> [BRIEF] From the data below, retype exactly the lines starting with the one that contains "filename src/error.rs" and ending with the one that contains "StatusCode, message: String", both included.

Records excerpted from a collection:
|---|

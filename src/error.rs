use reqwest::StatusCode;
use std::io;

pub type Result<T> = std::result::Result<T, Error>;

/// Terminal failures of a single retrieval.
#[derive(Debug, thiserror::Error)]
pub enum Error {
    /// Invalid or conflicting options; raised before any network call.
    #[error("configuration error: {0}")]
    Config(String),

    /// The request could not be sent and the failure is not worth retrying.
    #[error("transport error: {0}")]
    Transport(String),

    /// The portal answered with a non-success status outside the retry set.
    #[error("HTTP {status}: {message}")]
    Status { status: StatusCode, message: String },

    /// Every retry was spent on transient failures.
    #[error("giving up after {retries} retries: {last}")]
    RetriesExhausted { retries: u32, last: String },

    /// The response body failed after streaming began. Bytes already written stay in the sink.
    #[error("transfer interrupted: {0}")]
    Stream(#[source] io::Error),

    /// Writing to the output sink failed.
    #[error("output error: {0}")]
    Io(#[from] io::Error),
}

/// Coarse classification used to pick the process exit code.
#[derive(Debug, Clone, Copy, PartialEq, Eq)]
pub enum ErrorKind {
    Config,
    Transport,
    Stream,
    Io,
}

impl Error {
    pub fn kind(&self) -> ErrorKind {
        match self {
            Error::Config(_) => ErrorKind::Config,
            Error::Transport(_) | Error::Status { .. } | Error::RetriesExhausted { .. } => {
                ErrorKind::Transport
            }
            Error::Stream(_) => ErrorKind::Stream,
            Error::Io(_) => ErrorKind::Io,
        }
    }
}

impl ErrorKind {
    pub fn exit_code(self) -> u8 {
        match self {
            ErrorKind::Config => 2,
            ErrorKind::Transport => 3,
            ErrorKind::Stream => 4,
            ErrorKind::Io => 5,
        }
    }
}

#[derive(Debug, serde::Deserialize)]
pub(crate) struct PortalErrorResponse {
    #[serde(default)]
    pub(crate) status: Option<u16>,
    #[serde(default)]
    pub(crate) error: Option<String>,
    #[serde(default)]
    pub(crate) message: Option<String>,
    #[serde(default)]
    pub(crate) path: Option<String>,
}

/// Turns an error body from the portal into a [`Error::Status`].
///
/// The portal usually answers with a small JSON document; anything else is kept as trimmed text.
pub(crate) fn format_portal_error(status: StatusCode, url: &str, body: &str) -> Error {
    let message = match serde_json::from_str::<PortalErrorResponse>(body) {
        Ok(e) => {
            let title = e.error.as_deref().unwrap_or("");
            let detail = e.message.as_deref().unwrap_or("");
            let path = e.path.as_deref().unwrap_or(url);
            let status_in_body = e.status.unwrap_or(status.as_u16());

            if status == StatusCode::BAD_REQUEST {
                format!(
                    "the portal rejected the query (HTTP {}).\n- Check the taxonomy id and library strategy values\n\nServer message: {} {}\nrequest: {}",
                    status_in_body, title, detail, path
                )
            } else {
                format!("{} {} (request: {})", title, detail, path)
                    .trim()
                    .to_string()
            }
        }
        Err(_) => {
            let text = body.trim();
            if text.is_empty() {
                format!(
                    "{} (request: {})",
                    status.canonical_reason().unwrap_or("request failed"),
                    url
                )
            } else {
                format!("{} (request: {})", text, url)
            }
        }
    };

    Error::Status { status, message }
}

|---|

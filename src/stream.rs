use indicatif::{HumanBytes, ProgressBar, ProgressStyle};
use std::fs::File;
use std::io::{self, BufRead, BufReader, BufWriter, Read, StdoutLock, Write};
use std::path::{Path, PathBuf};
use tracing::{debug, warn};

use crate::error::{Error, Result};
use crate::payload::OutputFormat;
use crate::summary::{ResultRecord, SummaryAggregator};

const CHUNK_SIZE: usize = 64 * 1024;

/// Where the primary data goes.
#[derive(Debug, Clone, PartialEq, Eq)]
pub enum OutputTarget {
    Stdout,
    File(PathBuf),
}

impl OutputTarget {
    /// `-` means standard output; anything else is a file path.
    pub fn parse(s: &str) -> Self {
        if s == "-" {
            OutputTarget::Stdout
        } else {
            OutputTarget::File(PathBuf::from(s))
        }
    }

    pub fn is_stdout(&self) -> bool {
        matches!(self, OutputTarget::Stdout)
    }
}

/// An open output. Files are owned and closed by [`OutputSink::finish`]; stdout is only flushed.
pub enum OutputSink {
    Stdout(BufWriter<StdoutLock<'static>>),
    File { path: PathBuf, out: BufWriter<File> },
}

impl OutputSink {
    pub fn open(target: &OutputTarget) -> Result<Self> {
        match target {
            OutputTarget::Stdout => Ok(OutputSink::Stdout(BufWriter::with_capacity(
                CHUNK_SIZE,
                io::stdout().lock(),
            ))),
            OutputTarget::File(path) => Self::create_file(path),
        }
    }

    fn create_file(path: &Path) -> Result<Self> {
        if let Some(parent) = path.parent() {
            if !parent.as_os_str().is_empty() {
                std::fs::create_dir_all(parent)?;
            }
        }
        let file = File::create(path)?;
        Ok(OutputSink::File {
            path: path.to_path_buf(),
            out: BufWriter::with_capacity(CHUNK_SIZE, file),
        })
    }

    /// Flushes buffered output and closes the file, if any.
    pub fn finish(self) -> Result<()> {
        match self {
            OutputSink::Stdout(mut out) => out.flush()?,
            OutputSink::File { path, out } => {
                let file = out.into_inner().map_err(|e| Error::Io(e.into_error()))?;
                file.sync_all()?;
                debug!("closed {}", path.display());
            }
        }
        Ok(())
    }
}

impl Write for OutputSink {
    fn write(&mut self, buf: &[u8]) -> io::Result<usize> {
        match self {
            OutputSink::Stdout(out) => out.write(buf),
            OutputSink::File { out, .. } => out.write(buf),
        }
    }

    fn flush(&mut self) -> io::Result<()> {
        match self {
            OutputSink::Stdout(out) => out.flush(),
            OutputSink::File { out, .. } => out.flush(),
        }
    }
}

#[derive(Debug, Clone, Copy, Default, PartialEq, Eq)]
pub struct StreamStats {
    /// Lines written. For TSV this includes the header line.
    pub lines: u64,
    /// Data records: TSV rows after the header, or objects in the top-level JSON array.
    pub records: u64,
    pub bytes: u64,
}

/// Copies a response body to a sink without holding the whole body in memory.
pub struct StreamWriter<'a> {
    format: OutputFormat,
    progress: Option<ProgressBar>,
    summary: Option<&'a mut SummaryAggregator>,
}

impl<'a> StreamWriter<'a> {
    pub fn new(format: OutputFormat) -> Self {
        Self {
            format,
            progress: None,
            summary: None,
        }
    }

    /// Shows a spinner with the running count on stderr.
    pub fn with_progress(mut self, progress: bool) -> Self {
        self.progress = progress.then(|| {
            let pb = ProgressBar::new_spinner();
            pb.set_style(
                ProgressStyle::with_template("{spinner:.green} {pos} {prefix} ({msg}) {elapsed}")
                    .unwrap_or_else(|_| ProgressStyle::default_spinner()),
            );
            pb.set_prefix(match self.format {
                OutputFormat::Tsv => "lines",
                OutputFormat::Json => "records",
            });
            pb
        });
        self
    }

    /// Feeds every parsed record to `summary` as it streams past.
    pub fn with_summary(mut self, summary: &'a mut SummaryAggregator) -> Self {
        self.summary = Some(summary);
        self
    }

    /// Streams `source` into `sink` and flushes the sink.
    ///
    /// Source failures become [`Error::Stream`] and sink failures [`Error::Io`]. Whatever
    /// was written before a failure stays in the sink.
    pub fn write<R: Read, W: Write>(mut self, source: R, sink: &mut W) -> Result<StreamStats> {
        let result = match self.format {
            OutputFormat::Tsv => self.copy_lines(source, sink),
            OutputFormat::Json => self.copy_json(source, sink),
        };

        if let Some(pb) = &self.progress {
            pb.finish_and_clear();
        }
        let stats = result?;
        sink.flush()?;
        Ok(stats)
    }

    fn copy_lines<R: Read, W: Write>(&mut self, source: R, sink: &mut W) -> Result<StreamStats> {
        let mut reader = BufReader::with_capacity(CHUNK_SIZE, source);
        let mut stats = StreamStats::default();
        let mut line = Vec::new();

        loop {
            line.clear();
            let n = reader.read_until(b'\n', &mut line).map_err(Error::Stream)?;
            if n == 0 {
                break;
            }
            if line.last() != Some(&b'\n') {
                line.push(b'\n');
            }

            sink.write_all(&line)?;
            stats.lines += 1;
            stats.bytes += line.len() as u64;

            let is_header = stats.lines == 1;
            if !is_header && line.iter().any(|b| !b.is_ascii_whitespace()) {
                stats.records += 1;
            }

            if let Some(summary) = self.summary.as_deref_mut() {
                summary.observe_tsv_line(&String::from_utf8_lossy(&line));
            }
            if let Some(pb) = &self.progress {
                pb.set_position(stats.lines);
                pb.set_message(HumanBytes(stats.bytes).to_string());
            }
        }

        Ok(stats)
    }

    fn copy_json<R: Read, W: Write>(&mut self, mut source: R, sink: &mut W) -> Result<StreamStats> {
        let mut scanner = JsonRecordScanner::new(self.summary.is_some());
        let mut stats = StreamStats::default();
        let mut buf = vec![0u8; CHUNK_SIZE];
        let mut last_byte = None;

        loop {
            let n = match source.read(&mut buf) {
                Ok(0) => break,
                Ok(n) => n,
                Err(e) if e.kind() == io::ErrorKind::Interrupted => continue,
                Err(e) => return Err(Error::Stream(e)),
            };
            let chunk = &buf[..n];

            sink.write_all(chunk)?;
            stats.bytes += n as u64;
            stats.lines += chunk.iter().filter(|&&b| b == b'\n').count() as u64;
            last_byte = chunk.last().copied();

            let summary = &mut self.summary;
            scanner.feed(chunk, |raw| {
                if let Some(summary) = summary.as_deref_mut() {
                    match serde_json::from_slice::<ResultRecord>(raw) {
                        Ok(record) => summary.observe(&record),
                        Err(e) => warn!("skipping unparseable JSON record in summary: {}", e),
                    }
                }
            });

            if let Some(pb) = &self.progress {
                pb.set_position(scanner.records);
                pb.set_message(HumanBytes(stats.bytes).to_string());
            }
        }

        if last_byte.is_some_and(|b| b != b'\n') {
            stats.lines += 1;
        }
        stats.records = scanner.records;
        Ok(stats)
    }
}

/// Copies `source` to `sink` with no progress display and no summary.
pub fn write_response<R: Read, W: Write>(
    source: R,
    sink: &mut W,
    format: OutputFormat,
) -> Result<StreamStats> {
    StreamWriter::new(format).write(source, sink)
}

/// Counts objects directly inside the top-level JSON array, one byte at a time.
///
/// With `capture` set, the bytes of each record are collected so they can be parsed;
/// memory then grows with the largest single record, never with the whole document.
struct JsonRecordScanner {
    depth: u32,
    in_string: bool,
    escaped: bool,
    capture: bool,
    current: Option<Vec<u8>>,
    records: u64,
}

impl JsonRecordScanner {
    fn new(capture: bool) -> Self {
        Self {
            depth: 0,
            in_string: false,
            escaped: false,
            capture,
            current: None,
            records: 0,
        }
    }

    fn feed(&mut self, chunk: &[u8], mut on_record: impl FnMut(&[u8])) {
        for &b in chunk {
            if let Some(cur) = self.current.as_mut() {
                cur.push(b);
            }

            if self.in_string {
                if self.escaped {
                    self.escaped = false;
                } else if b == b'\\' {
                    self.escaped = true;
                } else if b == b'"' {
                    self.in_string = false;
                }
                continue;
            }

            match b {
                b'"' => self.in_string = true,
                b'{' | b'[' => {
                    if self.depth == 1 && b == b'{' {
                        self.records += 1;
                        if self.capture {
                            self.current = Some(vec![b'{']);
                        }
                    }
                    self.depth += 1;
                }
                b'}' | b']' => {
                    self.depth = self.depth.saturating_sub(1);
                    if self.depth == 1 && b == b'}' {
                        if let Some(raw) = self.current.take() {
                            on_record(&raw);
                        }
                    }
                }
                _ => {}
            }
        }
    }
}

|---|

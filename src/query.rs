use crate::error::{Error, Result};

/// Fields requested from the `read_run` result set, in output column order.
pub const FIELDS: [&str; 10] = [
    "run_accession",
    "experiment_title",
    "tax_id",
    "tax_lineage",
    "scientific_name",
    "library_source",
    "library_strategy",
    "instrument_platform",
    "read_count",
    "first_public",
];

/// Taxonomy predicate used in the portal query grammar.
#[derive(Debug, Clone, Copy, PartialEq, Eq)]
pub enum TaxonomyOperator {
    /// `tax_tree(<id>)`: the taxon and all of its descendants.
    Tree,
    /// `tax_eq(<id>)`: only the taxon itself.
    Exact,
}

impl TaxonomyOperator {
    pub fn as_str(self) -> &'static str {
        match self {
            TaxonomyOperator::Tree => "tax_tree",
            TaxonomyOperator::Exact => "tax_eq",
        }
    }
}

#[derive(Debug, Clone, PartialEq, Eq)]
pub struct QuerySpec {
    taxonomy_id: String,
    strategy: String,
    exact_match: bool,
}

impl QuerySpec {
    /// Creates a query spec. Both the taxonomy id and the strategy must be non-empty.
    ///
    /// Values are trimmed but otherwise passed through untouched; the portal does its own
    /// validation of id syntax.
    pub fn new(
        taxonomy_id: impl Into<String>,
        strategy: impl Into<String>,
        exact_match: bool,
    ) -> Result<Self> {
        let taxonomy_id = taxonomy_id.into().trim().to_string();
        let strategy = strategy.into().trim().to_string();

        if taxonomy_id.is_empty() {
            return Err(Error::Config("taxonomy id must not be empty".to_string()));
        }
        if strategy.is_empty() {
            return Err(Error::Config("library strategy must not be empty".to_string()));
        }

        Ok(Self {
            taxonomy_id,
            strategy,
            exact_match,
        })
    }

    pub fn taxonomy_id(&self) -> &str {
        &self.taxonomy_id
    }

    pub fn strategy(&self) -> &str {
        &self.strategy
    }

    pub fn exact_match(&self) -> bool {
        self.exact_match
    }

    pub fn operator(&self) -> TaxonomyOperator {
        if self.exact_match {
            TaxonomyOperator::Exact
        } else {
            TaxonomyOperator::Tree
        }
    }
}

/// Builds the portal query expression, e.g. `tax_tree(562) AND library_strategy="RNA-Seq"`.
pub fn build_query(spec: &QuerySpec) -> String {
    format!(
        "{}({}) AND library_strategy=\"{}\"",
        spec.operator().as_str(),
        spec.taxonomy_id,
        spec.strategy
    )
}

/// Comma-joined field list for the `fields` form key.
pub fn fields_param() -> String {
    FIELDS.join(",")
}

|---|

> [EXPECTED ANSWER]
filename src/error.rs
use reqwest::StatusCode;
use std::io;

pub type Result<T> = std::result::Result<T, Error>;

/// Terminal failures of a single retrieval.
#[derive(Debug, thiserror::Error)]
pub enum Error {
    /// Invalid or conflicting options; raised before any network call.
    #[error("configuration error: {0}")]
    Config(String),

    /// The request could not be sent and the failure is not worth retrying.
    #[error("transport error: {0}")]
    Transport(String),

    /// The portal answered with a non-success status outside the retry set.
    #[error("HTTP {status}: {message}")]
    Status { status: StatusCode, message: String },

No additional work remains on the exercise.